:: Records supplied ::

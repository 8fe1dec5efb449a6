//! リンクレジストリ
//!
//! リンクの永続ストア。すべての書き込みは呼び出しが返る前にコミットされる。
//! キャッシュは持たず、読み出しは毎回DBから行う。

use crate::common::error::{LinkError, LinkResult};
use crate::db::traits::LinkRepository;
use crate::types::link::{Link, LinkHeaders};
use chrono::{DateTime, FixedOffset};
use sqlx::SqlitePool;
use std::sync::Arc;
use tracing::{debug, info};

/// リンクレジストリ
#[derive(Clone)]
pub struct LinkRegistry {
    repo: Arc<dyn LinkRepository>,
}

impl LinkRegistry {
    /// SQLiteプールからレジストリを作成
    pub fn new(pool: SqlitePool) -> Self {
        Self {
            repo: Arc::new(pool),
        }
    }

    /// 任意のRepository実装からレジストリを作成
    pub fn with_repository(repo: Arc<dyn LinkRepository>) -> Self {
        Self { repo }
    }

    /// リンクを追加
    ///
    /// `id`または`url`が空なら`Validation`、同じ`id`が存在すれば`Conflict`。
    /// 既存行は上書きしない。
    pub async fn add(&self, id: &str, url: &str, headers: Option<LinkHeaders>) -> LinkResult<Link> {
        if id.trim().is_empty() {
            return Err(LinkError::Validation("id is required".to_string()));
        }
        if url.trim().is_empty() {
            return Err(LinkError::Validation("url is required".to_string()));
        }

        if self.repo.get_link(id).await?.is_some() {
            return Err(LinkError::Conflict(format!(
                "Link with id '{}' already exists",
                id
            )));
        }

        let link = Link::new(id, url).with_headers(headers.unwrap_or_default());

        match self.repo.create_link(&link).await {
            Ok(()) => {}
            // 事前チェックと挿入の間に同じIDが登録された場合
            Err(sqlx::Error::Database(db_err)) if db_err.is_unique_violation() => {
                return Err(LinkError::Conflict(format!(
                    "Link with id '{}' already exists",
                    id
                )));
            }
            Err(e) => return Err(e.into()),
        }

        info!(link_id = %link.id, url = %link.url, "Link added");
        Ok(link)
    }

    /// すべてのリンクを取得（順序は格納順）
    pub async fn get_all(&self) -> LinkResult<Vec<Link>> {
        Ok(self.repo.list_links().await?)
    }

    /// リンクを取得
    pub async fn get(&self, id: &str) -> LinkResult<Link> {
        self.repo
            .get_link(id)
            .await?
            .ok_or_else(|| LinkError::NotFound(id.to_string()))
    }

    /// URL・ヘッダーを部分更新
    ///
    /// 指定されたフィールドのみ書き換える。
    pub async fn update(
        &self,
        id: &str,
        url: Option<String>,
        headers: Option<LinkHeaders>,
    ) -> LinkResult<Link> {
        if let Some(ref url) = url {
            if url.trim().is_empty() {
                return Err(LinkError::Validation("url must not be empty".to_string()));
            }
        }

        let mut link = self.get(id).await?;
        if let Some(url) = url {
            link.url = url;
        }
        if let Some(headers) = headers {
            link.headers = headers;
        }

        if !self.repo.update_link(&link).await? {
            // 取得後に別リクエストで削除された
            return Err(LinkError::NotFound(id.to_string()));
        }

        info!(link_id = %link.id, url = %link.url, "Link updated");
        Ok(link)
    }

    /// リンクを削除し、削除したレコードを返す
    pub async fn delete(&self, id: &str) -> LinkResult<Link> {
        let link = self
            .repo
            .delete_link(id)
            .await?
            .ok_or_else(|| LinkError::NotFound(id.to_string()))?;

        info!(link_id = %link.id, "Link deleted");
        Ok(link)
    }

    /// プローブ結果（`status`と`last_checked`）を記録
    pub async fn record_probe(
        &self,
        id: &str,
        status: bool,
        checked_at: DateTime<FixedOffset>,
    ) -> LinkResult<Link> {
        if !self
            .repo
            .update_probe_result(id, status, checked_at)
            .await?
        {
            return Err(LinkError::NotFound(id.to_string()));
        }

        debug!(link_id = %id, status, "Probe result recorded");
        self.get(id).await
    }
}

:::

● Required work:
All the data above must be copied again. Leave nothing out.

● Reply to the exercise:
repository 8fe1dec5efb449a6
//! リンクレジストリ
//!
//! リンクの永続ストア。すべての書き込みは呼び出しが返る前にコミットされる。
//! キャッシュは持たず、読み出しは毎回DBから行う。

use crate::common::error::{LinkError, LinkResult};
use crate::db::traits::LinkRepository;
use crate::types::link::{Link, LinkHeaders};
use chrono::{DateTime, FixedOffset};
use sqlx::SqlitePool;
use std::sync::Arc;
use tracing::{debug, info};

/// リンクレジストリ
#[derive(Clone)]
pub struct LinkRegistry {
    repo: Arc<dyn LinkRepository>,
}

impl LinkRegistry {
    /// SQLiteプールからレジストリを作成
    pub fn new(pool: SqlitePool) -> Self {
        Self {
            repo: Arc::new(pool),
        }
    }

    /// 任意のRepository実装からレジストリを作成
    pub fn with_repository(repo: Arc<dyn LinkRepository>) -> Self {
        Self { repo }
    }

    /// リンクを追加
    ///
    /// `id`または`url`が空なら`Validation`、同じ`id`が存在すれば`Conflict`。
    /// 既存行は上書きしない。
    pub async fn add(&self, id: &str, url: &str, headers: Option<LinkHeaders>) -> LinkResult<Link> {
        if id.trim().is_empty() {
            return Err(LinkError::Validation("id is required".to_string()));
        }
        if url.trim().is_empty() {
            return Err(LinkError::Validation("url is required".to_string()));
        }

        if self.repo.get_link(id).await?.is_some() {
            return Err(LinkError::Conflict(format!(
                "Link with id '{}' already exists",
                id
            )));
        }

        let link = Link::new(id, url).with_headers(headers.unwrap_or_default());

        match self.repo.create_link(&link).await {
            Ok(()) => {}
            // 事前チェックと挿入の間に同じIDが登録された場合
            Err(sqlx::Error::Database(db_err)) if db_err.is_unique_violation() => {
                return Err(LinkError::Conflict(format!(
                    "Link with id '{}' already exists",
                    id
                )));
            }
            Err(e) => return Err(e.into()),
        }

        info!(link_id = %link.id, url = %link.url, "Link added");
        Ok(link)
    }

    /// すべてのリンクを取得（順序は格納順）
    pub async fn get_all(&self) -> LinkResult<Vec<Link>> {
        Ok(self.repo.list_links().await?)
    }

    /// リンクを取得
    pub async fn get(&self, id: &str) -> LinkResult<Link> {
        self.repo
            .get_link(id)
            .await?
            .ok_or_else(|| LinkError::NotFound(id.to_string()))
    }

    /// URL・ヘッダーを部分更新
    ///
    /// 指定されたフィールドのみ書き換える。
    pub async fn update(
        &self,
        id: &str,
        url: Option<String>,
        headers: Option<LinkHeaders>,
    ) -> LinkResult<Link> {
        if let Some(ref url) = url {
            if url.trim().is_empty() {
                return Err(LinkError::Validation("url must not be empty".to_string()));
            }
        }

        let mut link = self.get(id).await?;
        if let Some(url) = url {
            link.url = url;
        }
        if let Some(headers) = headers {
            link.headers = headers;
        }

        if !self.repo.update_link(&link).await? {
            // 取得後に別リクエストで削除された
            return Err(LinkError::NotFound(id.to_string()));
        }

        info!(link_id = %link.id, url = %link.url, "Link updated");
        Ok(link)
    }

    /// リンクを削除し、削除したレコードを返す
    pub async fn delete(&self, id: &str) -> LinkResult<Link> {
        let link = self
            .repo
            .delete_link(id)
            .await?
            .ok_or_else(|| LinkError::NotFound(id.to_string()))?;

        info!(link_id = %link.id, "Link deleted");
        Ok(link)
    }

    /// プローブ結果（`status`と`last_checked`）を記録
    pub async fn record_probe(
        &self,
        id: &str,
        status: bool,
        checked_at: DateTime<FixedOffset>,
    ) -> LinkResult<Link> {
        if !self
            .repo
            .update_probe_result(id, status, checked_at)
            .await?
        {
            return Err(LinkError::NotFound(id.to_string()));
        }

        debug!(link_id = %id, status, "Probe result recorded");
        self.get(id).await
    }
}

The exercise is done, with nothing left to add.